If the fragrance is off from normal, a little extra tender care can fix it. If the smell is badly off, the sourdough is also usually discolored - a pinkish tinge to the hooch is the most common discoloration.
And then we have the colored sourdoughs. Normally, a sourdough is a beige color with a clear brownish hooch floating on top. The beige can vary from really pale almost white to tans and even light browns if you're using whole wheat or rye flours as feeding flour. The beige part or the hooch can be discolored. The hooch can hold a pinkish tinge, go grey, or even have a green edging. The thick beige culture herself can turn colors - a parchmenty yellow, pinkish, green, or blue.
I've never been able to cure a blue sourdough.
If you're in the process of capturing a wild Yeast Beastie, and encounter any of these problems before you ever get to learn the characteristics of the culture, you won't have a backup of healthy dried culture vacuum sealed in your refrigerator with which to restart her, so this is what you can do:
1. Pour out all but one cup of your culture and throw the excess away. Don't even feed this part to the dogs. They won't like you if you do.
2. Wash and sterilize the jar.
3. Pour the cup of culture into the sterilized jar and top with bottled water (the cheap drinking water that 45¢ a gallon is fine). Stir it up really well and let it sit in a warm, draft-free place for 3 hours (that incubator you made to activate your culture is perfect).
4. Pour out all but 1 cup of culture, resterilize the jar, and return the cup of culture to it.

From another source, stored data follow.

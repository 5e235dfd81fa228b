//! Security module - Keeps user data out of the logs
//!
//! This module provides:
//! - URL stripping for navigation logs
//! - Prompt truncation for injection logs

mod sanitizer;

pub use sanitizer::Sanitizer;
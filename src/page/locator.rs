//! Input location heuristics
//!
//! An ordered list of probes, most specific first. For each probe only the
//! first matching element in document order is considered; if it is not
//! visible the next probe is tried.

use std::sync::Arc;

use super::{ElementDescriptor, ElementTag, PageElement};

/// A named predicate over element descriptors
#[derive(Clone, Copy)]
pub struct InputProbe {
    pub name: &'static str,
    matches: fn(&ElementDescriptor) -> bool,
}

impl InputProbe {
    pub const fn new(name: &'static str, matches: fn(&ElementDescriptor) -> bool) -> Self {
        Self { name, matches }
    }

    pub fn matches(&self, descriptor: &ElementDescriptor) -> bool {
        (self.matches)(descriptor)
    }
}

impl std::fmt::Debug for InputProbe {
    fn fmt(&self, f: &mut std::fmt::Formatter<'_>) -> std::fmt::Result {
        f.debug_tuple("InputProbe").field(&self.name).finish()
    }
}

fn textarea_with_data_id(d: &ElementDescriptor) -> bool {
    d.tag == ElementTag::Textarea && d.has_attribute("data-id")
}

fn prompt_textarea_id(d: &ElementDescriptor) -> bool {
    d.attribute("id") == Some("prompt-textarea")
}

fn testid_textbox(d: &ElementDescriptor) -> bool {
    d.attribute("data-testid") == Some("textbox")
}

fn message_placeholder(d: &ElementDescriptor) -> bool {
    d.tag == ElementTag::Textarea
        && d.attribute("placeholder")
            .is_some_and(|p| p.contains("Message"))
}

fn editable_textbox(d: &ElementDescriptor) -> bool {
    d.content_editable && d.attribute("role") == Some("textbox")
}

fn any_textarea(d: &ElementDescriptor) -> bool {
    d.tag == ElementTag::Textarea
}

fn any_editable(d: &ElementDescriptor) -> bool {
    d.content_editable
}

pub const DEFAULT_PROBES: &[InputProbe] = &[
    InputProbe::new("textarea[data-id]", textarea_with_data_id),
    InputProbe::new("#prompt-textarea", prompt_textarea_id),
    InputProbe::new("[data-testid=\"textbox\"]", testid_textbox),
    InputProbe::new("textarea[placeholder*=\"Message\"]", message_placeholder),
    InputProbe::new("[contenteditable][role=\"textbox\"]", editable_textbox),
    InputProbe::new("textarea", any_textarea),
    InputProbe::new("[contenteditable]", any_editable),
];

/// Finds the chat input among a page's elements
#[derive(Debug, Clone)]
pub struct InputLocator {
    probes: Vec<InputProbe>,
}

impl Default for InputLocator {
    fn default() -> Self {
        Self::new(DEFAULT_PROBES.to_vec())
    }
}

impl InputLocator {
    pub fn new(probes: Vec<InputProbe>) -> Self {
        Self { probes }
    }

    pub fn probes(&self) -> &[InputProbe] {
        &self.probes
    }

    /// First visible hit, with the name of the probe that found it
    pub fn locate(
        &self,
        elements: &[Arc<dyn PageElement>],
    ) -> Option<(Arc<dyn PageElement>, &'static str)> {
        self.probes.iter().find_map(|probe| {
            elements
                .iter()
                .find(|e| probe.matches(e.descriptor()))
                .filter(|e| e.is_visible())
                .map(|e| (Arc::clone(e), probe.name))
        })
    }
}
//! Agent module - Background tasks and periodic operations
//!
//! Provides agents for:
//! - Periodic enforcement of the session time limit
//! - Prompt injection on a chat page

mod base;
mod injection_agent;
mod manager;
mod quota_agent;

pub use base::{Agent, AgentError, AgentStatus};
pub use injection_agent::{InjectionAgent, InjectionConfig, InjectionError, InjectionOutcome};
pub use manager::AgentManager;
pub use quota_agent::{QuotaAgent, QuotaConfig};
//! Quota agent - Periodically enforces the session time limit
//!
//! Runs next to the coordinator and asks it to evaluate the time limit at a
//! fixed interval. The first check happens one interval after start.

use std::time::Duration;

use async_trait::async_trait;
use tokio::sync::{Mutex, RwLock};
use tokio_util::sync::CancellationToken;

use super::base::{Agent, AgentError, AgentStatus};
use crate::config::AppConfig;
use crate::coordinator::CoordinatorHandle;

/// Configuration for the quota agent
#[derive(Debug, Clone)]
pub struct QuotaConfig {
    /// Interval between time-limit checks
    pub interval: Duration,
}

impl Default for QuotaConfig {
    fn default() -> Self {
        Self {
            interval: Duration::from_secs(60),
        }
    }
}

impl QuotaConfig {
    pub fn from_app_config(config: &AppConfig) -> Self {
        Self::with_interval_seconds(config.quota_check_interval_secs)
    }

    /// Zero is clamped to one second
    pub fn with_interval_seconds(seconds: u64) -> Self {
        Self {
            interval: Duration::from_secs(seconds.max(1)),
        }
    }
}

/// Agent that disables automation once a session runs out of time
pub struct QuotaAgent {
    config: QuotaConfig,
    coordinator: CoordinatorHandle,
    status: RwLock<AgentStatus>,
    cancel_token: Mutex<CancellationToken>,
}

impl QuotaAgent {
    pub fn new(coordinator: CoordinatorHandle) -> Self {
        Self::with_config(coordinator, QuotaConfig::default())
    }

    pub fn with_config(coordinator: CoordinatorHandle, config: QuotaConfig) -> Self {
        Self {
            config,
            coordinator,
            status: RwLock::new(AgentStatus::Idle),
            cancel_token: Mutex::new(CancellationToken::new()),
        }
    }

    async fn check(&self) -> Result<bool, AgentError> {
        match self.coordinator.evaluate_time_limit().await {
            Ok(tripped) => {
                if tripped {
                    tracing::info!("Quota agent disabled automation");
                }
                Ok(tripped)
            }
            Err(e) => {
                tracing::warn!("Time limit check failed: {}", e);
                Err(AgentError::OperationFailed(e.to_string()))
            }
        }
    }
}

#[async_trait]
impl Agent for QuotaAgent {
    fn id(&self) -> &'static str {
        "quota"
    }

    fn name(&self) -> &'static str {
        "Quota Agent"
    }

    fn status(&self) -> AgentStatus {
        self.status
            .try_read()
            .map(|s| s.clone())
            .unwrap_or(AgentStatus::Idle)
    }

    async fn start(&self) -> Result<(), AgentError> {
        let token = {
            let mut status = self.status.write().await;
            if status.is_running() {
                return Err(AgentError::AlreadyRunning);
            }
            *status = AgentStatus::Running;

            // Tokens can't be reset, so every run gets its own
            let token = CancellationToken::new();
            *self.cancel_token.lock().await = token.clone();
            token
        };

        loop {
            tokio::select! {
                biased;
                _ = token.cancelled() => {
                    tracing::info!("Quota agent cancelled");
                    break;
                }
                _ = tokio::time::sleep(self.config.interval) => {
                    // Failures are logged; the next tick tries again
                    let _ = self.check().await;
                }
            }
        }

        *self.status.write().await = AgentStatus::Stopped;
        Ok(())
    }

    async fn stop(&self) -> Result<(), AgentError> {
        if !self.status.read().await.is_running() {
            return Ok(());
        }
        self.cancel_token.lock().await.cancel();
        Ok(())
    }

    async fn trigger(&self) -> Result<(), AgentError> {
        self.check().await.map(|_| ())
    }
}
//! Host bridge - Newline-delimited JSON between the coordinator and its host
//!
//! Each input line is either a protocol request (it has an `action`) or a host
//! event (it has an `event`). Every request gets exactly one response line.
//! Agent notices broadcast by the coordinator are written out as they happen.
//! The bridge returns when the input reaches EOF.

use serde::{Deserialize, Serialize};
use serde_json::Value;
use thiserror::Error;
use tokio::io::{AsyncBufRead, AsyncBufReadExt, AsyncWrite, AsyncWriteExt};
use tokio::sync::broadcast;

use crate::coordinator::CoordinatorHandle;
use crate::protocol::Response;
use crate::security::Sanitizer;

/// Page-load status that triggers the navigation check
const LOAD_COMPLETE: &str = "complete";

#[derive(Debug, Error)]
pub enum HostError {
    #[error("I/O error: {0}")]
    Io(#[from] std::io::Error),

    #[error("Serialization error: {0}")]
    Serialization(#[from] serde_json::Error),
}

/// Browser-side events the host forwards
#[derive(Debug, Clone, PartialEq, Deserialize)]
#[serde(tag = "event", rename_all = "camelCase")]
enum HostEvent {
    TabUpdated {
        #[serde(default)]
        status: Option<String>,
        #[serde(default)]
        url: Option<String>,
    },
}

/// Serves the bridge until `reader` reaches EOF
pub async fn serve<R, W>(
    coordinator: CoordinatorHandle,
    reader: R,
    mut writer: W,
) -> Result<(), HostError>
where
    R: AsyncBufRead + Unpin,
    W: AsyncWrite + Unpin,
{
    let mut lines = reader.lines();
    let mut notices = coordinator.subscribe();

    loop {
        tokio::select! {
            line = lines.next_line() => {
                let Some(line) = line? else {
                    tracing::info!("Host closed input, shutting down");
                    break;
                };
                if let Some(response) = handle_line(&coordinator, &line).await {
                    write_line(&mut writer, &response).await?;
                }
            }
            notice = notices.recv() => match notice {
                Ok(notice) => write_line(&mut writer, &notice).await?,
                Err(broadcast::error::RecvError::Lagged(missed)) => {
                    tracing::warn!("Dropped {} notices for the host", missed);
                }
                Err(broadcast::error::RecvError::Closed) => break,
            }
        }
    }

    writer.flush().await?;
    Ok(())
}

/// Answers one input line; `None` when the line needs no reply
async fn handle_line(coordinator: &CoordinatorHandle, line: &str) -> Option<Response> {
    let line = line.trim();
    if line.is_empty() {
        return None;
    }

    let message: Value = match serde_json::from_str(line) {
        Ok(message) => message,
        Err(e) => {
            tracing::debug!("Invalid input line: {}", Sanitizer::truncate_for_log(line, 80));
            return Some(Response::failure(format!("Invalid JSON: {}", e)));
        }
    };

    if message.get("event").is_some() {
        return handle_event(coordinator, message).await;
    }

    Some(coordinator.dispatch(message).await)
}

async fn handle_event(coordinator: &CoordinatorHandle, message: Value) -> Option<Response> {
    let event: HostEvent = match serde_json::from_value(message) {
        Ok(event) => event,
        Err(_) => return Some(Response::failure("Unknown event")),
    };

    match event {
        HostEvent::TabUpdated {
            status: Some(status),
            url: Some(url),
        } if status == LOAD_COMPLETE => match coordinator.page_loaded(url).await {
            Ok(_) => Some(Response::ok()),
            Err(e) => Some(Response::failure(e.to_string())),
        },
        // Loads still in progress
        HostEvent::TabUpdated { .. } => None,
    }
}

async fn write_line<W, T>(writer: &mut W, message: &T) -> Result<(), HostError>
where
    W: AsyncWrite + Unpin,
    T: Serialize,
{
    let mut bytes = serde_json::to_vec(message)?;
    bytes.push(b'\n');
    writer.write_all(&bytes).await?;
    writer.flush().await?;
    Ok(())
}

#[cfg(test)]
mod tests {
    use super::*;
    use crate::clock::ManualClock;
    use crate::config::Settings;
    use crate::coordinator::Coordinator;
    use crate::quota::UsageData;
    use crate::storage::Storage;
    use serde_json::json;
    use std::sync::Arc;
    use std::time::Duration;
    use tokio::io::BufReader;

    async fn coordinator() -> CoordinatorHandle {
        Coordinator::new(Storage::in_memory(), Arc::new(ManualClock::new(0)))
            .start()
            .await
            .unwrap()
    }

    async fn run_script(handle: CoordinatorHandle, script: &str) -> Vec<Value> {
        let mut output = Vec::new();
        serve(handle, BufReader::new(script.as_bytes()), &mut output)
            .await
            .unwrap();
        String::from_utf8(output)
            .unwrap()
            .lines()
            .map(|l| serde_json::from_str(l).unwrap())
            .collect()
    }

    #[tokio::test]
    async fn test_requests_are_answered_in_order() {
        let script = concat!(
            "{\"action\":\"checkPermission\"}\n",
            "\n",
            "{\"action\":\"nope\"}\n",
            "not json\n",
            "{\"action\":\"recordUsage\"}\n",
        );
        let replies = run_script(coordinator().await, script).await;

        assert_eq!(replies.len(), 4);
        assert_eq!(replies[0], json!({"success": true, "canUse": false}));
        assert_eq!(replies[1], json!({"success": false, "error": "Unknown action"}));
        assert_eq!(replies[2]["success"], json!(false));
        assert!(replies[2]["error"]
            .as_str()
            .unwrap()
            .starts_with("Invalid JSON"));
        assert_eq!(replies[3], json!({"success": true}));
    }

    #[tokio::test]
    async fn test_tab_updated_resets_off_allow_list() {
        let handle = coordinator().await;
        let settings = Settings {
            is_enabled: true,
            ..Settings::default()
        };
        handle
            .dispatch(json!({"action": "saveSettings", "settings": settings}))
            .await;
        let script = concat!(
            "{\"action\":\"recordUsage\"}\n",
            "{\"event\":\"tabUpdated\",\"status\":\"loading\",\"url\":\"https://example.com/\"}\n",
            "{\"event\":\"tabUpdated\",\"status\":\"complete\",\"url\":\"https://claude.ai/chat/1\"}\n",
        );
        let replies = run_script(handle.clone(), script).await;

        // The loading event gets no reply
        assert_eq!(replies, vec![json!({"success": true}), json!({"success": true})]);
        assert_eq!(handle.get_usage_data().await.unwrap().prompt_count, 1);

        let script =
            "{\"event\":\"tabUpdated\",\"status\":\"complete\",\"url\":\"https://example.com/\"}\n";
        run_script(handle.clone(), script).await;
        assert_eq!(handle.get_usage_data().await, Some(UsageData::fresh(0)));
    }

    #[tokio::test]
    async fn test_unknown_event() {
        let replies = run_script(coordinator().await, "{\"event\":\"tabRemoved\"}\n").await;
        assert_eq!(replies, vec![json!({"success": false, "error": "Unknown event"})]);
    }

    #[tokio::test]
    async fn test_notices_are_forwarded_until_eof() {
        let handle = coordinator().await;
        let (mut input, host_input) = tokio::io::duplex(1024);
        let (host_output, output) = tokio::io::duplex(1024);

        let bridge = tokio::spawn(serve(handle.clone(), BufReader::new(host_input), host_output));

        let settings = Settings {
            is_enabled: true,
            ..Settings::default()
        };
        let line = json!({"action": "saveSettings", "settings": settings}).to_string() + "\n";
        input.write_all(line.as_bytes()).await.unwrap();

        let mut lines = BufReader::new(output).lines();
        let mut received = Vec::new();
        for _ in 0..2 {
            let line = tokio::time::timeout(Duration::from_secs(1), lines.next_line())
                .await
                .unwrap()
                .unwrap()
                .unwrap();
            received.push(serde_json::from_str::<Value>(&line).unwrap());
        }

        assert!(received.contains(&json!({"success": true})));
        assert!(received.contains(&json!({"action": "settingsUpdated"})));

        drop(input);
        bridge.await.unwrap().unwrap();
    }
}
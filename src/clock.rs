//! Time source for quota decisions
//!
//! Timestamps are milliseconds since the Unix epoch, the unit the persisted
//! usage records use.

use std::sync::atomic::{AtomicI64, Ordering};
use std::time::Duration;

use chrono::Utc;

/// Supplies the current time to the coordinator
pub trait Clock: Send + Sync {
    /// Current time in epoch milliseconds
    fn now_millis(&self) -> i64;
}

/// Wall-clock time
#[derive(Debug, Default, Clone, Copy)]
pub struct SystemClock;

impl Clock for SystemClock {
    fn now_millis(&self) -> i64 {
        Utc::now().timestamp_millis()
    }
}

/// A clock that only moves when told to
#[derive(Debug, Default)]
pub struct ManualClock {
    now: AtomicI64,
}

impl ManualClock {
    pub fn new(start_millis: i64) -> Self {
        Self {
            now: AtomicI64::new(start_millis),
        }
    }

    pub fn set(&self, millis: i64) {
        self.now.store(millis, Ordering::SeqCst);
    }

    pub fn advance(&self, by: Duration) {
        let by = i64::try_from(by.as_millis()).unwrap_or(i64::MAX);
        self.now.fetch_add(by, Ordering::SeqCst);
    }
}

impl Clock for ManualClock {
    fn now_millis(&self) -> i64 {
        self.now.load(Ordering::SeqCst)
    }
}

#[cfg(test)]
mod tests {
    use super::*;

    #[test]
    fn test_manual_clock_advance() {
        let clock = ManualClock::new(1_000);
        clock.advance(Duration::from_secs(61));
        assert_eq!(clock.now_millis(), 62_000);

        clock.set(5);
        assert_eq!(clock.now_millis(), 5);
    }

    #[test]
    fn test_system_clock_is_recent() {
        // 2020-01-01T00:00:00Z
        assert!(SystemClock.now_millis() > 1_577_836_800_000);
    }
}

5. This time, feed her with 1 cup fresh flour and then fill the jar to within 2 inches of the top with bottled water.
Put her back in the incubator for 6-10 hours.
Pour out all but 1 cup of culture, resterilize the jar, return the culture to the jar with 1 cup of flour and 3/4 - 1 cup bottled water.
Put her back in the incubator for 3-4 hours.
6. If she smells decent, bubbles up within 4 hours, and a layer of hooch forms on top, you're good to go. You can either set her in the refrigerator until you're ready to use her, or use her right away.
This is usually enough to cure most minor sulks and ills. But if she's really sick or contaminated, it can many more such treatments to effect a cure. Sourdoughs are remarkably resilient and hardy. A weekend of extra care and they're usually back in baking form.
Sometimes, though, the contamination is more than finickiness. Stray bacteria in the environment or the allowable contaminants in flour overwhelm your culture, and the weekend regime isn't enough to restore your precious culture back to health and vigor. In that case, proceed on to Step 7:
7. If she's still setting the hooch layer in the wrong place or still smells off or is discolored, repeat steps 1-5. For badly sick or finicky cultures, you may need to try different brands of flour or water and repeat steps 1-5 until she comes out right, and that can take up to a week of washing and incubating every 8-10 hours.
Why yes, it does seem a bit excessive to hover over a culture for a week, setting your schedule by her feedings. Some cultures are worth it, though, for the sentimental value of the culture, for her unique flavor and characteristics, or because she's so old you would feel terribly guilty at killing her after all these centuries.
This is why I highly recommend drying a portion of your starter and vacuum sealing it against future need. Sometimes a culture gets so contaminated she can't be cured, and all you can do is wind the clock back to the earlier piece and branch off anew.
If you can store your dried cultures at a friend's house or even in a bank safe deposit box (cool, dark, dry), then you needn't worry about disasters depriving you of your cherished starter, either. Temperatures over 100º will kill your starter. An electrical failure while you're on vacation can end a promising culture in no time (and leave a smelly horrid mess to clean up).
A little TLC and a decent dried backup can make your relationship with your Yeast Beastie a healthy, happy, long-lasting one.